- [Directions for this task] Nothing in the entries may be altered; copy them in full.

- [Data under study]

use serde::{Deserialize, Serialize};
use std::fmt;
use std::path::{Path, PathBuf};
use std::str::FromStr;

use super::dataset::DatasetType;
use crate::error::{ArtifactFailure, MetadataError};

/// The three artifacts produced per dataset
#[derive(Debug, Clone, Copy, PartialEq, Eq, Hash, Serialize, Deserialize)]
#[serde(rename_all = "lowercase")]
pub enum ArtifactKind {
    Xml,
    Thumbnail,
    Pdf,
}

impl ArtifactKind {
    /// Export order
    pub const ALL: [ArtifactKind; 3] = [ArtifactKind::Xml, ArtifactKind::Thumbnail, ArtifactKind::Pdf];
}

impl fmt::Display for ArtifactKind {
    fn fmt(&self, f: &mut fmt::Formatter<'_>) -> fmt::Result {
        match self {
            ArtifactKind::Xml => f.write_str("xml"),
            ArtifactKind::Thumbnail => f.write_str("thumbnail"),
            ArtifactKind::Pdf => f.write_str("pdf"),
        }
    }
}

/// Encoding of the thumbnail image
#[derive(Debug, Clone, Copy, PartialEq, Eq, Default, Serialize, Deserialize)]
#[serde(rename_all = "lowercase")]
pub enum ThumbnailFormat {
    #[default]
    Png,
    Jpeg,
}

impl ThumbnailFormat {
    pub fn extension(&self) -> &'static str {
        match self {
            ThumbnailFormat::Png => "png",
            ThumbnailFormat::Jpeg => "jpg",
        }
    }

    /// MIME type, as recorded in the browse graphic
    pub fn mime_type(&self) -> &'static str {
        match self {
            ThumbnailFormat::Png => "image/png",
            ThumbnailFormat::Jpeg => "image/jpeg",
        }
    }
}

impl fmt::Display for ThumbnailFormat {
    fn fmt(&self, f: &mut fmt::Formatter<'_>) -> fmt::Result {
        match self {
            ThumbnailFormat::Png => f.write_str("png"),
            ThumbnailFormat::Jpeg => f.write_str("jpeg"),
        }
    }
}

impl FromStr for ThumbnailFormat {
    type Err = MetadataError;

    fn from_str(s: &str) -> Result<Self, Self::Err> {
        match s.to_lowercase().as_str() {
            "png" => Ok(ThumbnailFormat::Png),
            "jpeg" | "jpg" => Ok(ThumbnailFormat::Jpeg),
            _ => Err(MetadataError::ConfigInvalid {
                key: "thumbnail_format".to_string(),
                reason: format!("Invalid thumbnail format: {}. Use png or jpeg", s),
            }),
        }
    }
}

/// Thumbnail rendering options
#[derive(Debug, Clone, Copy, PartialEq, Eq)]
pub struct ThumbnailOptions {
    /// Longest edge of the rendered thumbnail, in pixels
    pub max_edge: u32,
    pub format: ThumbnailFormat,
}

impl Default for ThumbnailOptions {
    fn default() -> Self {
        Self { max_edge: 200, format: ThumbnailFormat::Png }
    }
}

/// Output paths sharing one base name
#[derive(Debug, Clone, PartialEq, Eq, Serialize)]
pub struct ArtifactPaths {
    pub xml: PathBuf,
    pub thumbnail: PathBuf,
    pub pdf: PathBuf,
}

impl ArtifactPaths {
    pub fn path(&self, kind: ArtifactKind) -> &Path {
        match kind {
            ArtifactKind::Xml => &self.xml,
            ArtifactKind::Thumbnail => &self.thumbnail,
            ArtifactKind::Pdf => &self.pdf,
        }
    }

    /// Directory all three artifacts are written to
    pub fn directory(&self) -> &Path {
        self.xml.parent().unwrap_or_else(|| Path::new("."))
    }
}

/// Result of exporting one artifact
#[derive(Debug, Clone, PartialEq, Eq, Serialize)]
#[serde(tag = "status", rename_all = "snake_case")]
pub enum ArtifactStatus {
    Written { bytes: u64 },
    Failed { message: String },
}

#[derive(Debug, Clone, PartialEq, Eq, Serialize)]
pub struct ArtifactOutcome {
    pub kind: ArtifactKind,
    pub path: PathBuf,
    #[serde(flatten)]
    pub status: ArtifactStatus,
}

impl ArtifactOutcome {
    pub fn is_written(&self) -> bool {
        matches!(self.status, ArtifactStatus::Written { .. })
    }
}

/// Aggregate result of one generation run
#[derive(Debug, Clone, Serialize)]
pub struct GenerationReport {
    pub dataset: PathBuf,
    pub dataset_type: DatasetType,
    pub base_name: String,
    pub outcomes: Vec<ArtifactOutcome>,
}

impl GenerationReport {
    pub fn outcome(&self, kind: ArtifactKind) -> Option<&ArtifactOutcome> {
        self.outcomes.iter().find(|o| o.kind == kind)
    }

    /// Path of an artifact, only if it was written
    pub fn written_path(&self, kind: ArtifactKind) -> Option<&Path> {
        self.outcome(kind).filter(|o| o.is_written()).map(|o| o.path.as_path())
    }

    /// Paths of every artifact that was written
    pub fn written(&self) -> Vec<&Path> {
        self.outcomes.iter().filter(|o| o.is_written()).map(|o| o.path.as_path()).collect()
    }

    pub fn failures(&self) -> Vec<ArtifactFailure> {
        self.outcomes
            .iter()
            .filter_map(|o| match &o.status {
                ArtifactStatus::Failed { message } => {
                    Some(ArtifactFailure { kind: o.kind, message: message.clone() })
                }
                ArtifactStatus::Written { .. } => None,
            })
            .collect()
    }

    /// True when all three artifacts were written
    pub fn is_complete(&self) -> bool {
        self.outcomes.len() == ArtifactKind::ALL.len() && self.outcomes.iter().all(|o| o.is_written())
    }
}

- [Finished task]
use serde::{Deserialize, Serialize};
use std::fmt;
use std::path::{Path, PathBuf};
use std::str::FromStr;

use super::dataset::DatasetType;
use crate::error::{ArtifactFailure, MetadataError};

/// The three artifacts produced per dataset
#[derive(Debug, Clone, Copy, PartialEq, Eq, Hash, Serialize, Deserialize)]
#[serde(rename_all = "lowercase")]
pub enum ArtifactKind {
    Xml,
    Thumbnail,
    Pdf,
}

impl ArtifactKind {
    /// Export order
    pub const ALL: [ArtifactKind; 3] = [ArtifactKind::Xml, ArtifactKind::Thumbnail, ArtifactKind::Pdf];
}

impl fmt::Display for ArtifactKind {
    fn fmt(&self, f: &mut fmt::Formatter<'_>) -> fmt::Result {
        match self {
            ArtifactKind::Xml => f.write_str("xml"),
            ArtifactKind::Thumbnail => f.write_str("thumbnail"),
            ArtifactKind::Pdf => f.write_str("pdf"),
        }
    }
}

/// Encoding of the thumbnail image
#[derive(Debug, Clone, Copy, PartialEq, Eq, Default, Serialize, Deserialize)]
#[serde(rename_all = "lowercase")]
pub enum ThumbnailFormat {
    #[default]
    Png,
    Jpeg,
}

impl ThumbnailFormat {
    pub fn extension(&self) -> &'static str {
        match self {
            ThumbnailFormat::Png => "png",
            ThumbnailFormat::Jpeg => "jpg",
        }
    }

    /// MIME type, as recorded in the browse graphic
    pub fn mime_type(&self) -> &'static str {
        match self {
            ThumbnailFormat::Png => "image/png",
            ThumbnailFormat::Jpeg => "image/jpeg",
        }
    }
}

impl fmt::Display for ThumbnailFormat {
    fn fmt(&self, f: &mut fmt::Formatter<'_>) -> fmt::Result {
        match self {
            ThumbnailFormat::Png => f.write_str("png"),
            ThumbnailFormat::Jpeg => f.write_str("jpeg"),
        }
    }
}

impl FromStr for ThumbnailFormat {
    type Err = MetadataError;

    fn from_str(s: &str) -> Result<Self, Self::Err> {
        match s.to_lowercase().as_str() {
            "png" => Ok(ThumbnailFormat::Png),
            "jpeg" | "jpg" => Ok(ThumbnailFormat::Jpeg),
            _ => Err(MetadataError::ConfigInvalid {
                key: "thumbnail_format".to_string(),
                reason: format!("Invalid thumbnail format: {}. Use png or jpeg", s),
            }),
        }
    }
}

/// Thumbnail rendering options
#[derive(Debug, Clone, Copy, PartialEq, Eq)]
pub struct ThumbnailOptions {
    /// Longest edge of the rendered thumbnail, in pixels
    pub max_edge: u32,
    pub format: ThumbnailFormat,
}

impl Default for ThumbnailOptions {
    fn default() -> Self {
        Self { max_edge: 200, format: ThumbnailFormat::Png }
    }
}

/// Output paths sharing one base name
#[derive(Debug, Clone, PartialEq, Eq, Serialize)]
pub struct ArtifactPaths {
    pub xml: PathBuf,
    pub thumbnail: PathBuf,
    pub pdf: PathBuf,
}

impl ArtifactPaths {
    pub fn path(&self, kind: ArtifactKind) -> &Path {
        match kind {
            ArtifactKind::Xml => &self.xml,
            ArtifactKind::Thumbnail => &self.thumbnail,
            ArtifactKind::Pdf => &self.pdf,
        }
    }

    /// Directory all three artifacts are written to
    pub fn directory(&self) -> &Path {
        self.xml.parent().unwrap_or_else(|| Path::new("."))
    }
}

/// Result of exporting one artifact
#[derive(Debug, Clone, PartialEq, Eq, Serialize)]
#[serde(tag = "status", rename_all = "snake_case")]
pub enum ArtifactStatus {
    Written { bytes: u64 },
    Failed { message: String },
}

#[derive(Debug, Clone, PartialEq, Eq, Serialize)]
pub struct ArtifactOutcome {
    pub kind: ArtifactKind,
    pub path: PathBuf,
    #[serde(flatten)]
    pub status: ArtifactStatus,
}

impl ArtifactOutcome {
    pub fn is_written(&self) -> bool {
        matches!(self.status, ArtifactStatus::Written { .. })
    }
}

/// Aggregate result of one generation run
#[derive(Debug, Clone, Serialize)]
pub struct GenerationReport {
    pub dataset: PathBuf,
    pub dataset_type: DatasetType,
    pub base_name: String,
    pub outcomes: Vec<ArtifactOutcome>,
}

impl GenerationReport {
    pub fn outcome(&self, kind: ArtifactKind) -> Option<&ArtifactOutcome> {
        self.outcomes.iter().find(|o| o.kind == kind)
    }

    /// Path of an artifact, only if it was written
    pub fn written_path(&self, kind: ArtifactKind) -> Option<&Path> {
        self.outcome(kind).filter(|o| o.is_written()).map(|o| o.path.as_path())
    }

    /// Paths of every artifact that was written
    pub fn written(&self) -> Vec<&Path> {
        self.outcomes.iter().filter(|o| o.is_written()).map(|o| o.path.as_path()).collect()
    }

    pub fn failures(&self) -> Vec<ArtifactFailure> {
        self.outcomes
            .iter()
            .filter_map(|o| match &o.status {
                ArtifactStatus::Failed { message } => {
                    Some(ArtifactFailure { kind: o.kind, message: message.clone() })
                }
                ArtifactStatus::Written { .. } => None,
            })
            .collect()
    }

    /// True when all three artifacts were written
    pub fn is_complete(&self) -> bool {
        self.outcomes.len() == ArtifactKind::ALL.len() && self.outcomes.iter().all(|o| o.is_written())
    }
}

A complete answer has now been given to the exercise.